8. The portable power supply of claim 1, further comprising a plurality of fasteners, the fasteners coupling the modular outlet panel to the housing.

9. The portable power supply of claim 8, wherein the fasteners include screws.

10. The portable power supply of claim 1, wherein the battery cells include lithium ion battery cells.

11. The portable power supply of claim 1, further comprising a USB outlet disposed in the housing, the USB outlet being electrically coupled to the battery cells.

12. The portable power supply of claim 11, wherein the USB outlet receives direct current power from the battery cells and the modular outlet panel receives AC power from the inverter.

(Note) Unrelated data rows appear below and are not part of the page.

//! Per-agent pipeline: resolve, load, filter, dedup, reduce, aggregate, digest.

use std::collections::HashMap;
use std::path::Path;

use tracing::{debug, info};

use rulecard_core::{
    AgentDefinition, CompileError, CompiledPackage, Policy, ReducedRule, Result,
};

use crate::digest::{source_digest, BuildStamp};
use crate::hooks::aggregate_hooks;
use crate::loader::{load_card, LoadedCard};
use crate::resolver::Resolver;
use crate::scope::scope_matches;

/// Everything an agent build needs that is shared across the run.
#[derive(Debug, Clone)]
pub struct BuildContext {
    pub resolver: Resolver,
    pub stamp: BuildStamp,
    pub attribution: String,
    pub default_severity: String,
}

/// Build one agent's package in memory. Nothing is written.
pub fn build_package(agent: &AgentDefinition, ctx: &BuildContext) -> Result<CompiledPackage> {
    let files = ctx.resolver.resolve_all(&agent.topics)?;
    debug!(agent = %agent.name, files = files.len(), "resolved topics");

    let loaded = files
        .iter()
        .map(|path| load_card(path))
        .collect::<Result<Vec<LoadedCard>>>()?;
    let total = loaded.len();

    let kept: Vec<LoadedCard> = loaded
        .into_iter()
        .filter(|l| scope_matches(&l.card.scope, &agent.scope_selectors))
        .collect();

    check_duplicate_ids(&kept)?;

    let rules_detail: Vec<ReducedRule> = kept
        .iter()
        .map(|l| l.card.reduce(&ctx.default_severity))
        .collect();
    let validation_hooks = aggregate_hooks(&rules_detail);
    let source_digest = source_digest(ctx.resolver.root(), &files)?;

    info!(
        agent = %agent.name,
        loaded = total,
        kept = rules_detail.len(),
        tools = validation_hooks.len(),
        digest = %source_digest,
        "built package"
    );

    Ok(CompiledPackage {
        name: agent.name.clone(),
        description: agent.description.clone(),
        version: ctx.stamp.version(),
        build_date: ctx.stamp.build_date_string(),
        source_digest,
        attribution: ctx.attribution.clone(),
        policy: Policy {
            targets: agent.targets.clone(),
            defaults: agent.defaults.clone(),
        },
        rules: rules_detail.iter().map(|r| r.id.clone()).collect(),
        rules_detail,
        validation_hooks,
    })
}

/// Fails on the first id shared by two kept cards, naming both files.
fn check_duplicate_ids(cards: &[LoadedCard]) -> Result<()> {
    let mut seen: HashMap<&str, &Path> = HashMap::with_capacity(cards.len());
    for loaded in cards {
        if let Some(first) = seen.insert(loaded.card.id.as_str(), loaded.path.as_path()) {
            return Err(CompileError::DuplicateId {
                id: loaded.card.id.clone(),
                first: first.to_path_buf(),
                second: loaded.path.clone(),
            });
        }
    }
    Ok(())
}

13. A portable power supply comprising:

a housing including a cavity defined therein and a junction box including a plurality of walls defining a recess, the walls at least partially separating the recess from the cavity and a hole defined in at least one of the walls, the hole fluidly communicating the recess with the cavity;

a plurality of battery cells disposed in the cavity;

a sensor electrically coupled to the battery cells, the sensor disposed adjacent at least one of the walls of the junction box; and

an inverter electrically coupled to the battery cells, the inverter disposed in the cavity.

14. The portable power supply of claim 13, wherein the sensor includes a mechanical switch.

15. The portable power supply of claim 13, wherein the junction box is configured to receive a plurality of fasteners.

16. The portable power supply of claim 13, further comprising a receptacle disposed in the housing and electrically coupled to the battery cells, the receptacle receiving a mains electric power.

17. The portable power supply of claim 13, further a comprising a frame, the frame at least partially enclosing the housing.

18. The portable power supply of claim 13, wherein the battery cells include lithium ion battery cells.

19. A portable power supply comprising:

a housing including a cavity defined therein and a junction box including a plurality of walls defining a recess, at least one of the walls having a hole defined therein, the hole fluidly communicating the recess with the cavity;

a display coupled to the housing;

a plurality of battery cells disposed in the cavity;

an inverter disposed in the cavity and electrically coupled to the battery cells; and

an outlet electrically coupled to the inverter and removably coupled to the junction box.

20. The portable power supply of claim 19, further comprising a frame disposed around the housing.